(Beginning of AVAILABLE DATA)

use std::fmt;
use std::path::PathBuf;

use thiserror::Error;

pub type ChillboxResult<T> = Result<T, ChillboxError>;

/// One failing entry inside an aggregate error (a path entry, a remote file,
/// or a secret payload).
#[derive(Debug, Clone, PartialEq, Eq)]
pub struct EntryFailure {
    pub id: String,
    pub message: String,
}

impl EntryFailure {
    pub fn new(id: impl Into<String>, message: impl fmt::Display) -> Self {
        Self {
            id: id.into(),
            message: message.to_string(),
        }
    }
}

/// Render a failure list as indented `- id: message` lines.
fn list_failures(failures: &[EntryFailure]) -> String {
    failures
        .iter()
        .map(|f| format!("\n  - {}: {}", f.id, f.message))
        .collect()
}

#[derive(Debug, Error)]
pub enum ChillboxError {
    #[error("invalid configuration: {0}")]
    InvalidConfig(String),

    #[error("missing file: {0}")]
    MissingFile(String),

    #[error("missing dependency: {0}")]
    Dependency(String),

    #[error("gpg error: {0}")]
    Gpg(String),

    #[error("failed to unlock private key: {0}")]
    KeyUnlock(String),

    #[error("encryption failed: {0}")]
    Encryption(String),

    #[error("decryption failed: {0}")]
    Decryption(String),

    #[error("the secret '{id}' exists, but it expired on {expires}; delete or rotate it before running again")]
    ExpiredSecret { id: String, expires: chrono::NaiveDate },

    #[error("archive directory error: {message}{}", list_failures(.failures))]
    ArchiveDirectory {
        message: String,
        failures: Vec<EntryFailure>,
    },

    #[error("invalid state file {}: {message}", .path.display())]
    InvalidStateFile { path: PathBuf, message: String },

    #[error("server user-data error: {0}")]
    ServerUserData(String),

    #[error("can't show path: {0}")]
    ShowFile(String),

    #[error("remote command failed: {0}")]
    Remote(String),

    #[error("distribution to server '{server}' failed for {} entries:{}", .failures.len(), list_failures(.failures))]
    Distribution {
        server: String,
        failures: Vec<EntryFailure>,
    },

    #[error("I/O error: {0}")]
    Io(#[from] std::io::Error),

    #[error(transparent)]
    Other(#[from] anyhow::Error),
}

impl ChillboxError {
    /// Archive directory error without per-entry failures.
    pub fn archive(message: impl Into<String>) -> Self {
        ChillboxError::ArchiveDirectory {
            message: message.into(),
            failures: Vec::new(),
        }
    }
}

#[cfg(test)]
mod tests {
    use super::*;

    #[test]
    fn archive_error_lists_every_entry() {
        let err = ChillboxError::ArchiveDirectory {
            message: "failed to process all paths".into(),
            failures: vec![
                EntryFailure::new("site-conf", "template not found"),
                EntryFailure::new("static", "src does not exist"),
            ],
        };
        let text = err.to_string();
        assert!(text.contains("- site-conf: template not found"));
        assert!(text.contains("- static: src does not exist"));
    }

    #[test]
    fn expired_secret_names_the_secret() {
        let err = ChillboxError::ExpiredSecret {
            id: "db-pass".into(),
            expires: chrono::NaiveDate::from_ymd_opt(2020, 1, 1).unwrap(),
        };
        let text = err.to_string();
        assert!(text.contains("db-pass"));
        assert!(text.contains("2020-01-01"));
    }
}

(End of AVAILABLE DATA)

# EXERCISE AIM
Every line of the entries above that holds "impl" should be copied out.

# FINAL ANSWER
impl EntryFailure {
    pub fn new(id: impl Into<String>, message: impl fmt::Display) -> Self {
impl ChillboxError {
    pub fn archive(message: impl Into<String>) -> Self {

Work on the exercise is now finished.